Goodbye to the Scott Family
Now that Nathan is back and safe, it’s time for the family to live happily ever after. Nathan prepares a special dinner for Haley (macaroni and cheese, her favorite) and for dessert he has a box of Crackerjacks. She opens it first, just like on their first date, only this time the prize inside is a real bracelet. If that doesn’t make you cry, Nathan revises his statement from their first date, saying “Don’t say you never gave me anything,” because the love and family he has is greater than any gift.
Things are also good for Jamie. His father gives him great advice about doing whatever makes him happy, and Jamie decides that he wants to break Nathan’s scoring record for Tree Hill basketball. He even writes it in the Box of Wishes, which she passes on to her son.
Goodbye to Brooke and Julian
Things are looking good for them to. Julian is making An Unkindness of Ravens and Brooke is back in business with Baker Man. She even buys the store across the street from Karen’s Cafe. To add one more great moment, Julian buys Brooke’s childhood home (with the red door) because the house deserves to have a happy family.
Goodbye to Clay and Quinn
In the story that makes me cry the most, Clay and Quinn decide to get full custody of Logan. They head to the courthouse and find that Bevin works there. She reveals that she’s divorced because she hates her husband (that would be Tim) and that Clay and Quinn must wait an hour to file the paperwork. Quinn starts to plan her wedding, but when Logan calls her “mom,” her heart (and mine) melts. She decides that she can’t wait one more minute and marries Clay right there. So Mr. and Mrs. Evans legally adopt Logan and they become one big, happy family.
Goodbye to Mouth, Millie and Skills
Mouth is shocked to learn that Dan Scott’s estate left him $500,000. It turns out being a good guy and doing the right thing really does matter, because Mouth refused to report on the scandal about Nathan and the woman who said she was carrying his baby. To honor the past, Mouth starts up a sports scholarship named after Jimmy Edwards and Keith Scott. Well done, Mouth.
Goodbye to Chase and Chris Keller
The token comedic relief in the finale comes courtesy of these two knuckleheads who are in love with Chris Keller’s goth twintern sexcretaries. They even stalk them by peeping into their window where they learn the girls cry while watching The Notebook.
It’s all good fun, but the real story is Chris Keller, who wows a record executive at the 10-year anniversary of Tric. He also gets his old guitar back (the one he sold so he could buy back Haley’s masters) because Nathan bought it for him.
The episode ends with everyone singing along to Gavin DeGraw’s “I Don’t Want to Be” at Tric while we see everyone gathered at Karen’s Cafe, having fun.
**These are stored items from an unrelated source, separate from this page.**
//! # Reboot Cycle State Machine
//!
//! Drives CheckingLive → (WaitingForLive) → Rebooting → WaitingForReturn →
//! Done over a [`CommandExchange`], reporting each transition to a
//! [`RebootObserver`]. The two waiting phases are intentionally unbounded:
//! boot time is unpredictable, and the operator interrupts externally if a
//! node never comes back.

use std::net::SocketAddr;
use std::time::Duration;

use async_trait::async_trait;
use nodectl_protocols::udp::{self, LIST_CMD, REBOOT_CMD};
use tokio::time::sleep;
use tracing::trace;

/// Phases of one reboot cycle.
#[derive(Clone, Copy, Debug, PartialEq, Eq)]
pub enum RebootPhase {
    /// Initial liveness probe.
    CheckingLive,
    /// The initial probe got nothing; poll until the node answers.
    WaitingForLive,
    /// Node confirmed live; settle, then fire the reboot command.
    Rebooting,
    /// Poll until the node answers again after the reboot.
    WaitingForReturn,
    /// Cycle complete.
    Done,
}

/// Receives each phase transition with the liveness text observed at that
/// point. Presentation (colors, spinner) lives entirely behind this seam.
pub trait RebootObserver {
    fn entered(&mut self, phase: RebootPhase, liveness: &str);
}

/// One-shot command seam.
///
/// "No reply within the window" and transport errors are both `None`:
/// best-effort liveness polling treats them identically and keeps going.
#[async_trait]
pub trait CommandExchange {
    async fn send(&self, cmd: &[u8], wait: Duration) -> Option<Vec<u8>>;
}

/// Production exchange over the node's UDP control port.
pub struct UdpCommander {
    addr: SocketAddr,
}

impl UdpCommander {
    pub fn new(addr: SocketAddr) -> Self {
        Self { addr }
    }
}

#[async_trait]
impl CommandExchange for UdpCommander {
    async fn send(&self, cmd: &[u8], wait: Duration) -> Option<Vec<u8>> {
        match udp::exchange(self.addr, cmd, Some(wait)).await {
            Ok(result) => result.reply,
            Err(e) => {
                trace!("udp exchange with {} failed: {e}", self.addr);
                None
            }
        }
    }
}

/// Cadence knobs for one cycle. Defaults match the device's behavior in the
/// field; tests shrink them.
#[derive(Clone, Copy, Debug)]
pub struct RebootTiming {
    /// How long each liveness query waits for a reply.
    pub liveness_timeout: Duration,
    /// Pause before issuing the reboot command, so prior state stabilizes.
    pub settle_delay: Duration,
    /// Cadence of liveness polls while waiting for the node to return.
    pub poll_interval: Duration,
    /// Idle sleep between polls while waiting for first liveness.
    pub idle_sleep: Duration,
}

impl Default for RebootTiming {
    fn default() -> Self {
        Self {
            liveness_timeout: Duration::from_secs(1),
            settle_delay: Duration::from_secs(2),
            poll_interval: Duration::from_millis(250),
            idle_sleep: Duration::from_millis(100),
        }
    }
}

/// Decoded, trimmed liveness payload. Empty means "not online yet".
fn reply_text(reply: Option<Vec<u8>>) -> String {
    match reply {
        Some(bytes) => String::from_utf8_lossy(&bytes).trim().to_string(),
        None => String::new(),
    }
}

/// Runs one full reboot cycle.
pub async fn run_cycle<X, O>(exchange: &X, observer: &mut O, timing: &RebootTiming)
where
    X: CommandExchange,
    O: RebootObserver,
{
    // CheckingLive: one probe, reported whether or not it was answered.
    let mut online: String = reply_text(exchange.send(LIST_CMD, timing.liveness_timeout).await);
    observer.entered(RebootPhase::CheckingLive, &online);

    // WaitingForLive: only entered when the first probe came back empty.
    // A freshly powered node may take arbitrarily long to boot.
    if online.is_empty() {
        observer.entered(RebootPhase::WaitingForLive, &online);
        online = poll_until_live(exchange, timing.liveness_timeout, timing.idle_sleep).await;
    }

    // Rebooting: settle first, then fire. The node may drop the link
    // immediately, so no reply is required.
    observer.entered(RebootPhase::Rebooting, &online);
    sleep(timing.settle_delay).await;
    let _ = exchange.send(REBOOT_CMD, timing.liveness_timeout).await;

    observer.entered(RebootPhase::WaitingForReturn, &online);
    let back: String = poll_until_live(exchange, timing.liveness_timeout, timing.poll_interval).await;
    observer.entered(RebootPhase::Done, &back);
}

/// Re-enters CheckingLive immediately after each completed cycle.
pub async fn run_forever<X, O>(exchange: &X, observer: &mut O, timing: &RebootTiming)
where
    X: CommandExchange,
    O: RebootObserver,
{
    loop {
        run_cycle(exchange, observer, timing).await;
    }
}

/// Polls the liveness command until a non-empty reply arrives. Unbounded.
async fn poll_until_live<X: CommandExchange>(
    exchange: &X,
    wait: Duration,
    pause: Duration,
) -> String {
    loop {
        let text: String = reply_text(exchange.send(LIST_CMD, wait).await);
        if !text.is_empty() {
            return text;
        }
        sleep(pause).await;
    }
}

// ╔════════════════════════════════════════════╗
// ║ ████████╗███████╗███████╗████████╗███████╗ ║
// ║ ╚══██╔══╝██╔════╝██╔════╝╚══██╔══╝██╔════╝ ║
// ║    ██║   █████╗  ███████╗   ██║   ███████╗ ║
// ║    ██║   ██╔══╝  ╚════██║   ██║   ╚════██║ ║
// ║    ██║   ███████╗███████║   ██║   ███████║ ║
// ║    ╚═╝   ╚══════╝╚══════╝   ╚═╝   ╚══════╝ ║
// ╚════════════════════════════════════════════╝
It’s sweet and beautiful and the perfect way to just fade out on everyone at two of the show’s most important locations with the show’s theme song. But that’s not the real end.
After that ending, we get a scene set somewhere in the future. Appropriately, U2’s “One Tree Hill,” the song that gave the show its title, plays. The characters all head to the Tree Hill gym while narrating about the importance of following your dreams. Millie is pregnant and Skills and Bevin are back together (I wonder if he’s going to adopt Nathan, the son Bevin had with Tim). The final image we see is of a grown-up Jamie Scott, wearing number 12, the new all-time scoring champion, running onto the court.
One Tree Hill has had many great endings when the writers weren’t sure it would come back, but this one is definitive. It was one very long farewell, a collection of images, memories and stories that lets us know dreams come true. Happy endings are real. Everything will be OK. It’s the heartwarming, uplifting message you’d want from a show like this.
Goodbye, One Tree Hill. I’ll miss you, as will many others, but you gave us nine seasons and 187 episodes to keep us happy and smiling for the rest of our lives.